How to complete this task: Wherever "while" appears in a line of the listing, that line should be returned.
-------------------------
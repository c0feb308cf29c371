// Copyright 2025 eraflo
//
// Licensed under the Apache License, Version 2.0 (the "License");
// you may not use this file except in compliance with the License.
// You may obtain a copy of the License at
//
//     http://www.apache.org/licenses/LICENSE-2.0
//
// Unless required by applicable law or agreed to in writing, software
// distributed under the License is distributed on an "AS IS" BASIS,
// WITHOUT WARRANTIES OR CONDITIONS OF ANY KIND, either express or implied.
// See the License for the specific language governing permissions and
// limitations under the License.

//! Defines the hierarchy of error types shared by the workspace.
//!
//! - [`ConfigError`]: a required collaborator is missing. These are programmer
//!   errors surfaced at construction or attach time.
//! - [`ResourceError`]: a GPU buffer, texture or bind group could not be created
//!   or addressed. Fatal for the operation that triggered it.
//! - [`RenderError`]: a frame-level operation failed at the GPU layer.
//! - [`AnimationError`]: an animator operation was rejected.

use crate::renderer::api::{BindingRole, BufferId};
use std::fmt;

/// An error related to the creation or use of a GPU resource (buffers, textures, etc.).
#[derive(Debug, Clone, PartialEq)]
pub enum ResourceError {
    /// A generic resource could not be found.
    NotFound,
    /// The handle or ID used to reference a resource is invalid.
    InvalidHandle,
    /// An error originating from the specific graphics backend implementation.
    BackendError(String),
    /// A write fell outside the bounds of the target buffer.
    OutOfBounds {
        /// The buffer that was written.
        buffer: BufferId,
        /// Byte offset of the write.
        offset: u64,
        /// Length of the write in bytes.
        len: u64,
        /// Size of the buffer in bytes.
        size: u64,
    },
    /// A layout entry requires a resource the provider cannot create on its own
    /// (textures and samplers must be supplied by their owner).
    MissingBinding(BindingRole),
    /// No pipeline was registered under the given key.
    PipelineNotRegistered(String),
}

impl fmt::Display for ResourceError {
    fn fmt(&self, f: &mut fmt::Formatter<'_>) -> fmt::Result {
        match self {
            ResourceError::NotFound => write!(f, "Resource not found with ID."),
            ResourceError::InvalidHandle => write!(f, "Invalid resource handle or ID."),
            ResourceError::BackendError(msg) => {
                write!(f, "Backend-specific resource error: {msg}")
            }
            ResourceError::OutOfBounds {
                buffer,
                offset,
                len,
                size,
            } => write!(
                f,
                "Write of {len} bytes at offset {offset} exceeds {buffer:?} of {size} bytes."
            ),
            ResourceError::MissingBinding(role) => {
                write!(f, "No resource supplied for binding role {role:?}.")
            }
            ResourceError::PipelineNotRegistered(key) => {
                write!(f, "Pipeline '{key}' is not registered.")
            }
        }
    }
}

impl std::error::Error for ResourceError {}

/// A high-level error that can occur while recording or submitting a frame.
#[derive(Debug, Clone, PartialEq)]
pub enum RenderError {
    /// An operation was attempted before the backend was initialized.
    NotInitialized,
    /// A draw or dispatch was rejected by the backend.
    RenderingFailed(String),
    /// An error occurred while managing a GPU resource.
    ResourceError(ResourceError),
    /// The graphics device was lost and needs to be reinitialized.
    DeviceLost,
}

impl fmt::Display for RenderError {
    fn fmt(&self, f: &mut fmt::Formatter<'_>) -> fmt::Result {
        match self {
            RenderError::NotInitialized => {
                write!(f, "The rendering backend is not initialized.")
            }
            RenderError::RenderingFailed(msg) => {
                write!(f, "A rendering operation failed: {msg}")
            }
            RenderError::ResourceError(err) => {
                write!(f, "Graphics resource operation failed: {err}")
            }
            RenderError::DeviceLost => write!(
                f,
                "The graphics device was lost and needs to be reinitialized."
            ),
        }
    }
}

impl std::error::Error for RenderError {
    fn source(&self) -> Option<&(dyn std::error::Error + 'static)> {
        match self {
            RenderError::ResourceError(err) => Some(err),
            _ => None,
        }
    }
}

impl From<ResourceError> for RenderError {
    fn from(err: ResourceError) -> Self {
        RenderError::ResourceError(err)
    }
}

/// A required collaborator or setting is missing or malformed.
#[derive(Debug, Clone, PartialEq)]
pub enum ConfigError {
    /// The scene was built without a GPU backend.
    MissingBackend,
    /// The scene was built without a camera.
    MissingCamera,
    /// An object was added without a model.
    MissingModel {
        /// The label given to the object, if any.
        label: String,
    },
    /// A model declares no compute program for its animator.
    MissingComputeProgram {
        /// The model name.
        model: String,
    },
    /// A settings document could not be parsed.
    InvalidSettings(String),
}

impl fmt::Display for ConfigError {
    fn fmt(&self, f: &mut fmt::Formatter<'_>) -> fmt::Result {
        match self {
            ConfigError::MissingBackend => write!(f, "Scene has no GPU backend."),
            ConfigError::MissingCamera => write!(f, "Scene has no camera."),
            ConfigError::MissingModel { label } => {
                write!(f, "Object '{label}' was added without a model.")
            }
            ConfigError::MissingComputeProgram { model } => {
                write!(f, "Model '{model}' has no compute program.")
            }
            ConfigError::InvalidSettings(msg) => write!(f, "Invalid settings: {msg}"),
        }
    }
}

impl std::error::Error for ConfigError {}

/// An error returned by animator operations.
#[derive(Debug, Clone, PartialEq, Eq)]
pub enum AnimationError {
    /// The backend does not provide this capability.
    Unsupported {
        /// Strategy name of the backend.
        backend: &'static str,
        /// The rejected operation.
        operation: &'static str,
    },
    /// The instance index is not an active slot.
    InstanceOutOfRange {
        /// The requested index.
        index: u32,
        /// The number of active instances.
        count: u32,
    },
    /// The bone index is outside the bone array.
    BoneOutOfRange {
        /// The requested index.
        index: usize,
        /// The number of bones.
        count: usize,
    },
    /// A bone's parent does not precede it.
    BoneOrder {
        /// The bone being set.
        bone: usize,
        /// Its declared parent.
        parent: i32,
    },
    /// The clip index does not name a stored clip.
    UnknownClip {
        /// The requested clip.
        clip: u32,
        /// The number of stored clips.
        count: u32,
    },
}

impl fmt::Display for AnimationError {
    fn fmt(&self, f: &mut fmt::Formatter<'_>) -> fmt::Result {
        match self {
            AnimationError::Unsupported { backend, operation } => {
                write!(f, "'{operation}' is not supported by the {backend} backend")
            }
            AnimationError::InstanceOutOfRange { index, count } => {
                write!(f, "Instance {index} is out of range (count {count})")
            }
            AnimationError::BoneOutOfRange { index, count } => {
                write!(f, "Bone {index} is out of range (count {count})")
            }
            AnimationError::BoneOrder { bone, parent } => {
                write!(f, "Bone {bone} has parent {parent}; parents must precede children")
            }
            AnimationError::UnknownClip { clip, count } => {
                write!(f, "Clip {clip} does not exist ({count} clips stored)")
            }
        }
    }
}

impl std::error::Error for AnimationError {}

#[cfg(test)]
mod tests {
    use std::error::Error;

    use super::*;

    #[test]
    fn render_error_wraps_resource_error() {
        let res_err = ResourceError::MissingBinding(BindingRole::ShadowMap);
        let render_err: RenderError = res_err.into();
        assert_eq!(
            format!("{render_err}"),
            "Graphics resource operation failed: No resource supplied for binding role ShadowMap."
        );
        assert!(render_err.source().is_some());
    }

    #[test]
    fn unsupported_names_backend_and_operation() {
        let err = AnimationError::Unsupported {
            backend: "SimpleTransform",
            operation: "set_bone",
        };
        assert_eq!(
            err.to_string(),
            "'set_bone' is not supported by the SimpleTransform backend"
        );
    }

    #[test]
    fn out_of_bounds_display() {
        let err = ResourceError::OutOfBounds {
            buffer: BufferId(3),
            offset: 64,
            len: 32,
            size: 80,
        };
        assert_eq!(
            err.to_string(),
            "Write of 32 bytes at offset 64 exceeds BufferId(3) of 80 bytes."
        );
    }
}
-------------------------
Written answer:
/// A high-level error that can occur while recording or submitting a frame.
    /// An error occurred while managing a GPU resource.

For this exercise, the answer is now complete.